* **ENTRIES PROVIDED**

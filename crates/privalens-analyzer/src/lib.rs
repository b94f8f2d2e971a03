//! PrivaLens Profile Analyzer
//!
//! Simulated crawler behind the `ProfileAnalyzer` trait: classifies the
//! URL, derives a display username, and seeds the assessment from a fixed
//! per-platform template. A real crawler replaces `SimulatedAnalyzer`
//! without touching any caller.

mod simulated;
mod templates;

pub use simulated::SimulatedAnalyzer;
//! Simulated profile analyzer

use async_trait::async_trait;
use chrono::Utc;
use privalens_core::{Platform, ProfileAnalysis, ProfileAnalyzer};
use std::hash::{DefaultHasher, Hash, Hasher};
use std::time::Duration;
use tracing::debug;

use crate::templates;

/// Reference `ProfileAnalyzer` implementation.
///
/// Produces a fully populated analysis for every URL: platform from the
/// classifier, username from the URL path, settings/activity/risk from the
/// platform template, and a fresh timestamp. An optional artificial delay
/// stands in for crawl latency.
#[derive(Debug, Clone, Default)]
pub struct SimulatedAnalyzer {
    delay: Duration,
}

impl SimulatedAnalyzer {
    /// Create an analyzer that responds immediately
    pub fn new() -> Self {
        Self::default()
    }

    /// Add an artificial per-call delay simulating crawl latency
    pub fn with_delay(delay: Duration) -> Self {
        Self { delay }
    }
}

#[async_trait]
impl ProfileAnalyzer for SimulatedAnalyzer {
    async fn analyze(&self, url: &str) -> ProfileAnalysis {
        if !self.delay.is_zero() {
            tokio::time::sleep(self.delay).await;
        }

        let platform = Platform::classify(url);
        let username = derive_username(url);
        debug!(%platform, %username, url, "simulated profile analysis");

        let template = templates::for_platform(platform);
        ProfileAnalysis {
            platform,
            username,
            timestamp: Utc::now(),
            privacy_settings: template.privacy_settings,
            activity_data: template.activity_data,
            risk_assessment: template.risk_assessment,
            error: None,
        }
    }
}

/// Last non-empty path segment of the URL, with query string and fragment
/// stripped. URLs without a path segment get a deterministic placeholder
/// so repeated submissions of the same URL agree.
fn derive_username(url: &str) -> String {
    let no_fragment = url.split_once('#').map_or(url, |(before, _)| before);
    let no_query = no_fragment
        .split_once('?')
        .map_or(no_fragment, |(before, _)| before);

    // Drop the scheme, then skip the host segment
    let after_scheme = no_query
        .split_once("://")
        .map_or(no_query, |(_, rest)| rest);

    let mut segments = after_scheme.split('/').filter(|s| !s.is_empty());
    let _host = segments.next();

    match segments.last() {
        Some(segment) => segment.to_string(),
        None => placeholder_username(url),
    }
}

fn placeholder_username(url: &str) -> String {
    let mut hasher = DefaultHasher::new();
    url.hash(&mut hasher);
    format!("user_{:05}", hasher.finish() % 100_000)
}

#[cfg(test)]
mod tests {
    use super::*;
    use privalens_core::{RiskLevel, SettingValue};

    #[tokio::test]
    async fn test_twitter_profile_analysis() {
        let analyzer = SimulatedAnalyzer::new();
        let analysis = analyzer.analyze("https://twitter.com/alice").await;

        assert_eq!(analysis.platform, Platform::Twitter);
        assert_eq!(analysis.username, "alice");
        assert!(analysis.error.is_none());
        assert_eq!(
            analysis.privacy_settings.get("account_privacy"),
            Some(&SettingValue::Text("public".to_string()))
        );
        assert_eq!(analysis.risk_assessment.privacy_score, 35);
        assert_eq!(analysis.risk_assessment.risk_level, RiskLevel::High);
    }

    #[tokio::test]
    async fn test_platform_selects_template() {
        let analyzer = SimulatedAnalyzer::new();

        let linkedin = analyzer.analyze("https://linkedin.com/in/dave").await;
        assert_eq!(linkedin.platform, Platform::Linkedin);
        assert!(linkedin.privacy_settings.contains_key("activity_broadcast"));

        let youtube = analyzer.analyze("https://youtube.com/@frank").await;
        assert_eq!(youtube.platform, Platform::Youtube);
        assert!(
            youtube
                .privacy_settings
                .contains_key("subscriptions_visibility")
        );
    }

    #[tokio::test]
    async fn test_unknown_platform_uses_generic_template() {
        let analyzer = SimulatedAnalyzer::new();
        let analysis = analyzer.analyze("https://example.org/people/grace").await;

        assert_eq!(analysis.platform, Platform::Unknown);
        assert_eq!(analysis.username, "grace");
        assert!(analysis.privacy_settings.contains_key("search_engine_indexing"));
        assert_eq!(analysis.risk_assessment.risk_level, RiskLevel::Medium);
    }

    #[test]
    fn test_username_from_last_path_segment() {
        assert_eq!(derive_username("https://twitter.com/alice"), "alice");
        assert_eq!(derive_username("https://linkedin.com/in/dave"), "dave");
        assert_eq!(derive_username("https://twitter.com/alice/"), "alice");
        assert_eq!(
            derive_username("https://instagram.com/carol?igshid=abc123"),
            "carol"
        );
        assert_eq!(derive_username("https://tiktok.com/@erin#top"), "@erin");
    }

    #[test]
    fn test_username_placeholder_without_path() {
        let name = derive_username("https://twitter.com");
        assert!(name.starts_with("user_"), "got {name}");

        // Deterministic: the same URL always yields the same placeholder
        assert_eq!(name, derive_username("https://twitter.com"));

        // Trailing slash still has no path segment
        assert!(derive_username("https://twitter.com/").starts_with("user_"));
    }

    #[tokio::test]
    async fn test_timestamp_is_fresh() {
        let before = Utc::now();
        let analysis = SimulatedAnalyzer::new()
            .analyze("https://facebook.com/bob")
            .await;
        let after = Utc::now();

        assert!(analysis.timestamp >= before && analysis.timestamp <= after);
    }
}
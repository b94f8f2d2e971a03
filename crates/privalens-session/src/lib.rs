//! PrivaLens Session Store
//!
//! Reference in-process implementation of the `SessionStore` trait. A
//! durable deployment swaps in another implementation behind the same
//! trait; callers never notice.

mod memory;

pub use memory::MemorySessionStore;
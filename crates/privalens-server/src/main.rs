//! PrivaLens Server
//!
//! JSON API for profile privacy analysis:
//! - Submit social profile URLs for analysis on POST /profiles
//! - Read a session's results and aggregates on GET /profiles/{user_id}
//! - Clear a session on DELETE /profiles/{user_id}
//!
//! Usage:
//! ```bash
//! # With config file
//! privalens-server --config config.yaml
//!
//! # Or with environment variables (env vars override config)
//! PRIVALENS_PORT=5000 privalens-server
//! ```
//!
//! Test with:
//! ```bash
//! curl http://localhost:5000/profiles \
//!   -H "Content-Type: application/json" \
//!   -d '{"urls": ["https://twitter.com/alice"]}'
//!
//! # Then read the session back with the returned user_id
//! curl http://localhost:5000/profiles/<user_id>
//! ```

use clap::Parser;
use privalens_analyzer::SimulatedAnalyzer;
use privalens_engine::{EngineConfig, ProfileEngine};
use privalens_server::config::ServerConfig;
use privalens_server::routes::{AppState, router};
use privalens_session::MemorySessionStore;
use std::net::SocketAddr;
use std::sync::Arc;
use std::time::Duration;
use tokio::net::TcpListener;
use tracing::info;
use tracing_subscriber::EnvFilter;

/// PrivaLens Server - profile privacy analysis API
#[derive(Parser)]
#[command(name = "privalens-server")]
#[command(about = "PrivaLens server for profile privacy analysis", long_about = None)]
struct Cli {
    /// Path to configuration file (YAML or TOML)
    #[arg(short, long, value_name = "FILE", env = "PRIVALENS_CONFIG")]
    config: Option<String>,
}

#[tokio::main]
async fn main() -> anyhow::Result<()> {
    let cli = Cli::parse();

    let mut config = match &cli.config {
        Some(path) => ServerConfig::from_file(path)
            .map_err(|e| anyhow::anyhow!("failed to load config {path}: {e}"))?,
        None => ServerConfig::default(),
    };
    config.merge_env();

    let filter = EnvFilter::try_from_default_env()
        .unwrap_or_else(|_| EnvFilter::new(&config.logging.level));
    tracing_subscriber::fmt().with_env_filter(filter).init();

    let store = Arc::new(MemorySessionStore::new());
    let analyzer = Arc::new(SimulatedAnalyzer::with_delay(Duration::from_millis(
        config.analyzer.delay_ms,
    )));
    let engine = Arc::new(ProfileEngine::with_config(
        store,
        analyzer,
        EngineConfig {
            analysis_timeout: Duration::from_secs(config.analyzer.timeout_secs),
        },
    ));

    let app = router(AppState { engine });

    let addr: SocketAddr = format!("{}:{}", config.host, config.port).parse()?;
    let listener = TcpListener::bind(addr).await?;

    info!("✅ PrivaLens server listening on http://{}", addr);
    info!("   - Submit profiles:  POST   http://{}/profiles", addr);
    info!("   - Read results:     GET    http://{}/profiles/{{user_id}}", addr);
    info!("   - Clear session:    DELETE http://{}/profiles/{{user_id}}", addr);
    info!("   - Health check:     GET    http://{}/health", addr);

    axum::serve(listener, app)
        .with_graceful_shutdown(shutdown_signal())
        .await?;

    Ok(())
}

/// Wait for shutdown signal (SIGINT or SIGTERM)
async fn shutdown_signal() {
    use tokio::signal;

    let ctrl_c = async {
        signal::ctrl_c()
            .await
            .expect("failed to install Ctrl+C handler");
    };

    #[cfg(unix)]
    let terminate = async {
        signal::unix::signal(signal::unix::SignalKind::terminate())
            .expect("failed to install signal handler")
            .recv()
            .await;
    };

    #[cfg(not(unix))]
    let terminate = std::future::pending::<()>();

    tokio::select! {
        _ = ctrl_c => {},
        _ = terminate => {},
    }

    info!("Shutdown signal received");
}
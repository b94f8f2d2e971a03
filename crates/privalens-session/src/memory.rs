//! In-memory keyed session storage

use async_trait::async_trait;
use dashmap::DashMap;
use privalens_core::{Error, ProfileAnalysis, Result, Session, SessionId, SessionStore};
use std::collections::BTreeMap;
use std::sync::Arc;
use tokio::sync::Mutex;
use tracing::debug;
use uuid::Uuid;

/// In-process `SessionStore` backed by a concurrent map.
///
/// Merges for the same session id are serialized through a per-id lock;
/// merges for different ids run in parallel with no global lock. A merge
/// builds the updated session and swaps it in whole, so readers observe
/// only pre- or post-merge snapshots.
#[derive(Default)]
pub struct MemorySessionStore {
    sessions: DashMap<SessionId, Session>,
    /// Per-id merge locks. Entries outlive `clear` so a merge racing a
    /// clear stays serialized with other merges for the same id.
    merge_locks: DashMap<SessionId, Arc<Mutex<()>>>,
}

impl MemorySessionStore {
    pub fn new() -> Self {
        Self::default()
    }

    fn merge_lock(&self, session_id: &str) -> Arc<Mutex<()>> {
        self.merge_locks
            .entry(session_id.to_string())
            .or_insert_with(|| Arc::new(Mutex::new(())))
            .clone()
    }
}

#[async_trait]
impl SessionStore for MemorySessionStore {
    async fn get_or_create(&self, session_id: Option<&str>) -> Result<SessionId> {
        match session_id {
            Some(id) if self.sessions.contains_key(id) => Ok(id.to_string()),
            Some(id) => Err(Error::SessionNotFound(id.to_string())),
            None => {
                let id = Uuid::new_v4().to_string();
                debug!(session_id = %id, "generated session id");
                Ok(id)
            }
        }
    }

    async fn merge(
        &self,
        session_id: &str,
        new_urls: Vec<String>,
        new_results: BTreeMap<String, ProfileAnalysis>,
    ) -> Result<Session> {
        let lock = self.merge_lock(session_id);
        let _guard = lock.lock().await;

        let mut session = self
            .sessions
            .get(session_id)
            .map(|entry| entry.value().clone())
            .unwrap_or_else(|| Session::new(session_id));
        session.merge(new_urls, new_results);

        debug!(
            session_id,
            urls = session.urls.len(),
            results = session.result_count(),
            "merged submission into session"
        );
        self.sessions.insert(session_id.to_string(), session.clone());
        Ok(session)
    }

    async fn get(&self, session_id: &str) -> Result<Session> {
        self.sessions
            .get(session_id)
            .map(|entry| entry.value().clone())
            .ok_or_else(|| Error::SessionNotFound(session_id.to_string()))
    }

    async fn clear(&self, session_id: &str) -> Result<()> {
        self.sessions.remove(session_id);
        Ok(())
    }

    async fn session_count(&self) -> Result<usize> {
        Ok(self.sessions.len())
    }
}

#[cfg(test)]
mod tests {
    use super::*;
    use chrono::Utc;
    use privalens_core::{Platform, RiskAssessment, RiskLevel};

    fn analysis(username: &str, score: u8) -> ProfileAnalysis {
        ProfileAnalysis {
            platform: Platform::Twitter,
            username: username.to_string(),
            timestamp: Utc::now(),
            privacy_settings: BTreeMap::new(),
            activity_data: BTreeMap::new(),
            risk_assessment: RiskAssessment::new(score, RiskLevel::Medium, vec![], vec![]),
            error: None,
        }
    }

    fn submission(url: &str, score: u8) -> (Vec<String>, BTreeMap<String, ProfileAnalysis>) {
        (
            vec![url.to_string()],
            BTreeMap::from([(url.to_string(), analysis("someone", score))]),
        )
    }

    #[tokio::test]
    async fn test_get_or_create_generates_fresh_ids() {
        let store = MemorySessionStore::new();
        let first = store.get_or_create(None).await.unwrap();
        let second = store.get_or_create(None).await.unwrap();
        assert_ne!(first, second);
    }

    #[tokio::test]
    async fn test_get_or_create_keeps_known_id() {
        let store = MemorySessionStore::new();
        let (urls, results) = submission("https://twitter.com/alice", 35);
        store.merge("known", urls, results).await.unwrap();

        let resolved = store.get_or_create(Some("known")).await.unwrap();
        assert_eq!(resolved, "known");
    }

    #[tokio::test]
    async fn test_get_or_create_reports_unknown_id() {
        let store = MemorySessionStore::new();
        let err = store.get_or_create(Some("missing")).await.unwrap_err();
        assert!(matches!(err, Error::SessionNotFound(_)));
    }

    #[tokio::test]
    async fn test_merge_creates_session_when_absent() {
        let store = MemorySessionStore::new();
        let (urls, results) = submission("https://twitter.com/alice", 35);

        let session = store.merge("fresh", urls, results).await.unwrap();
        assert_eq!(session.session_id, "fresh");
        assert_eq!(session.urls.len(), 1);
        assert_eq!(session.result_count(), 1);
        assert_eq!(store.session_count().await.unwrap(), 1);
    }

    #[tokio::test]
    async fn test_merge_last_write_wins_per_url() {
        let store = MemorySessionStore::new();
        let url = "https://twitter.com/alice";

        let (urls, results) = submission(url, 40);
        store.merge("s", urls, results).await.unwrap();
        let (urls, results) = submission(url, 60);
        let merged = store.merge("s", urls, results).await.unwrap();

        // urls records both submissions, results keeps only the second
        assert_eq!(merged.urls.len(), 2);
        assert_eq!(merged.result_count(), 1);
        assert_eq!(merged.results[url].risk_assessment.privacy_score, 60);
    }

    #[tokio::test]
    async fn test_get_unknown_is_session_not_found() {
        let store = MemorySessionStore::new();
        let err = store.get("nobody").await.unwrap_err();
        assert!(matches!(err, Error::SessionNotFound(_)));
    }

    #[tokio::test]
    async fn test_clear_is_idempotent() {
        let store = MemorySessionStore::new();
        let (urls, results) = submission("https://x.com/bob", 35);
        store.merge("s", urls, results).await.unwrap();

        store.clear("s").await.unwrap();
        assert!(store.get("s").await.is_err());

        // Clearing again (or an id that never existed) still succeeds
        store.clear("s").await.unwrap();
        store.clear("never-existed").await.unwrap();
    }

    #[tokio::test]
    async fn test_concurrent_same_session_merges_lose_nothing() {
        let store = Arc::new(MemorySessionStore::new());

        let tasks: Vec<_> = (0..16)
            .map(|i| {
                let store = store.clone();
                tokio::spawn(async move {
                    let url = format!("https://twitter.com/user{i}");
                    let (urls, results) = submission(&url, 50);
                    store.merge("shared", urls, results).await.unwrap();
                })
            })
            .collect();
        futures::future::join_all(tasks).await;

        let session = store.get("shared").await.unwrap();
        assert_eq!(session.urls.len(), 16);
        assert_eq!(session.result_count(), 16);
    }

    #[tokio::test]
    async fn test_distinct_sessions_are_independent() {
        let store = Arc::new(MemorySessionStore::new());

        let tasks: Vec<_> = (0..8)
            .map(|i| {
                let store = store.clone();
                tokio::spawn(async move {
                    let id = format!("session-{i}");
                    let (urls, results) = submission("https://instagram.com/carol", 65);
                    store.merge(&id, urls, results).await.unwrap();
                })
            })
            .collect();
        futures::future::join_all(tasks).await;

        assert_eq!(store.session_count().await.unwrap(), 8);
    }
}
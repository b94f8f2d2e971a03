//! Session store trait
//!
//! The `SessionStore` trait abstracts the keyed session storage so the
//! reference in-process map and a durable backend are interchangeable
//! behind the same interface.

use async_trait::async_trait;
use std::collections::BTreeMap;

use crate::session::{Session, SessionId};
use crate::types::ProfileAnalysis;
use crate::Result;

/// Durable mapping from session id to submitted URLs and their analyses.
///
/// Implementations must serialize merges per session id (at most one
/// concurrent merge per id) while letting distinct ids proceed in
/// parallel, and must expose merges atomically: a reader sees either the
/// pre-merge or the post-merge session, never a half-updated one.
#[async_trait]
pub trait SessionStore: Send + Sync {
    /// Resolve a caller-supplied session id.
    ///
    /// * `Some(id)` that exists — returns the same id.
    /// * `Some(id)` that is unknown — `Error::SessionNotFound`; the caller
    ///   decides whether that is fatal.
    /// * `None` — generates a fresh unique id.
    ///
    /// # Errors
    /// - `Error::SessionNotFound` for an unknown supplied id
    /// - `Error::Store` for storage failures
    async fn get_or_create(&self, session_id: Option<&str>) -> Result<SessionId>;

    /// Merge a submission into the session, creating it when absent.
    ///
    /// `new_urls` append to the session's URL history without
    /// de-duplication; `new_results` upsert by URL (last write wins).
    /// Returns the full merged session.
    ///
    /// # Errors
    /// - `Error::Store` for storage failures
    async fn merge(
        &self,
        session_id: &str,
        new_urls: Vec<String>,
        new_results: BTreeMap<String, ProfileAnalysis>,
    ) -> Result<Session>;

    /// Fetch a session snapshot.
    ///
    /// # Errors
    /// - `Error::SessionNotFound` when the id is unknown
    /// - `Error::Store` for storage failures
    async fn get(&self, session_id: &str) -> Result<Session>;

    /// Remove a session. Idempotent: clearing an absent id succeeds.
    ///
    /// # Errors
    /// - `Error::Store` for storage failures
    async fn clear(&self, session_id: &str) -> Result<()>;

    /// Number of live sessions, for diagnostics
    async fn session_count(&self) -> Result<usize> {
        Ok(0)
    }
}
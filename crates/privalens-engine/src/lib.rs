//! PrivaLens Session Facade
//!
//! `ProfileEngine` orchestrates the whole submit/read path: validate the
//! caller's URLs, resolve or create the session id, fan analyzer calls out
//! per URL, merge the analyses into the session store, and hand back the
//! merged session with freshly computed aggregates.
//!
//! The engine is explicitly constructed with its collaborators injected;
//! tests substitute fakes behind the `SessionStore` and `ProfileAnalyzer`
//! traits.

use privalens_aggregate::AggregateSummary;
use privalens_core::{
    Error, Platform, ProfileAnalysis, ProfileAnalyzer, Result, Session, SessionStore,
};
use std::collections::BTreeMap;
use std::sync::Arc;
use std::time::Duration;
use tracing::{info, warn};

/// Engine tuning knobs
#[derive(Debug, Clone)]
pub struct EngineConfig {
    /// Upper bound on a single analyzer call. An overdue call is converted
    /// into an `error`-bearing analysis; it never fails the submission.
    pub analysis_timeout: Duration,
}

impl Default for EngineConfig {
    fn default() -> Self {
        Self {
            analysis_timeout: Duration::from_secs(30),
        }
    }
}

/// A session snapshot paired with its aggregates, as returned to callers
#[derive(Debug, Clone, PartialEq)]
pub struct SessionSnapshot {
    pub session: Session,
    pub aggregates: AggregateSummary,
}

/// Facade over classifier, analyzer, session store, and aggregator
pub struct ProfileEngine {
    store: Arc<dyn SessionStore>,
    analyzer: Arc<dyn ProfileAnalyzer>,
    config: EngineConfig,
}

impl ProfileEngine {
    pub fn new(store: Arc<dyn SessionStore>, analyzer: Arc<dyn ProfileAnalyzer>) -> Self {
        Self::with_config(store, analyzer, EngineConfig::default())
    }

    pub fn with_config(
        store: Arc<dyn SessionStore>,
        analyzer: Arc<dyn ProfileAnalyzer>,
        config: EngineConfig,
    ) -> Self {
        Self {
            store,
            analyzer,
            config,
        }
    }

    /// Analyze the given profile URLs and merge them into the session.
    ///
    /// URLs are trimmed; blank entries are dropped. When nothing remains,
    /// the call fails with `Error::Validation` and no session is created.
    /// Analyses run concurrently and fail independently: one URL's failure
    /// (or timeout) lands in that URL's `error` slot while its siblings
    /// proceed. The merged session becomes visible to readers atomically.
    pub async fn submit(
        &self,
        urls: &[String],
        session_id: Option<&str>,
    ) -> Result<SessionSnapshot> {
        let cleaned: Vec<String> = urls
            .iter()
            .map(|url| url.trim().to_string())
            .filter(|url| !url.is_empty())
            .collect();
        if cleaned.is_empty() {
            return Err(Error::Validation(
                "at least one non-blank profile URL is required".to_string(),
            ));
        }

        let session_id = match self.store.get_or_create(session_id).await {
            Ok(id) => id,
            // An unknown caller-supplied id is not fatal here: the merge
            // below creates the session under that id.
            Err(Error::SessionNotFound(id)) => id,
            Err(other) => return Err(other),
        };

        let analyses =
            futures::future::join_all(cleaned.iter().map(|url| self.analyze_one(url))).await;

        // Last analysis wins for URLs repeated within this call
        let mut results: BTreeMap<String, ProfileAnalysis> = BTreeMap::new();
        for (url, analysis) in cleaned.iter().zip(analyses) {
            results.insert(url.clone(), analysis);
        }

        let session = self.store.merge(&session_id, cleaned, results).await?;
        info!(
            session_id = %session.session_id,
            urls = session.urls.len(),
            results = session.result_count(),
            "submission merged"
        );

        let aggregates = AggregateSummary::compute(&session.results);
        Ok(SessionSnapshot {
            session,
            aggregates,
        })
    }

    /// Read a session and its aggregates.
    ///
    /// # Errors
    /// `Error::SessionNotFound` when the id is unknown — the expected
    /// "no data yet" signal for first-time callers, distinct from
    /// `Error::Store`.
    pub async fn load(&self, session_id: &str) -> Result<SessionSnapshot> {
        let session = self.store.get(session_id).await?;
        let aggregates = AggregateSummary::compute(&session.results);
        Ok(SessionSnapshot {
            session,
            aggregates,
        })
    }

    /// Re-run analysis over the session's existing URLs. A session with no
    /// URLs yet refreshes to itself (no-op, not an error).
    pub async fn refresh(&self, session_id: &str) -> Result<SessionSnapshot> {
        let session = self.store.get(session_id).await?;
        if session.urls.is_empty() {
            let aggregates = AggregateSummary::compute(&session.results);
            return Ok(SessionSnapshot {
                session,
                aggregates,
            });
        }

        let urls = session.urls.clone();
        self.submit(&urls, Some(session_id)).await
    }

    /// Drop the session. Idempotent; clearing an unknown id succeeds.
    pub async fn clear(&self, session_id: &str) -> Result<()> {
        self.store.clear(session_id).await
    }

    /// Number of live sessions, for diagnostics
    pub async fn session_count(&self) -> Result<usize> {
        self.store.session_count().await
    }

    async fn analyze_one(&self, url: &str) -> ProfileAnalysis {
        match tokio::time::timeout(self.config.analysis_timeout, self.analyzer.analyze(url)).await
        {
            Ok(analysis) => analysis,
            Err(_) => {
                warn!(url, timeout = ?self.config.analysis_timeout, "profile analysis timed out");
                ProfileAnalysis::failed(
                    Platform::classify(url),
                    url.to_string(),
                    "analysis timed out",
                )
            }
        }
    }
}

* **TASK STATEMENT**
Scan the records above for the word "supplied". Show each line in which it appears.

* **EXERCISE RESPONSE**
    /// Resolve a caller-supplied session id.
    /// - `Error::SessionNotFound` for an unknown supplied id
            // An unknown caller-supplied id is not fatal here: the merge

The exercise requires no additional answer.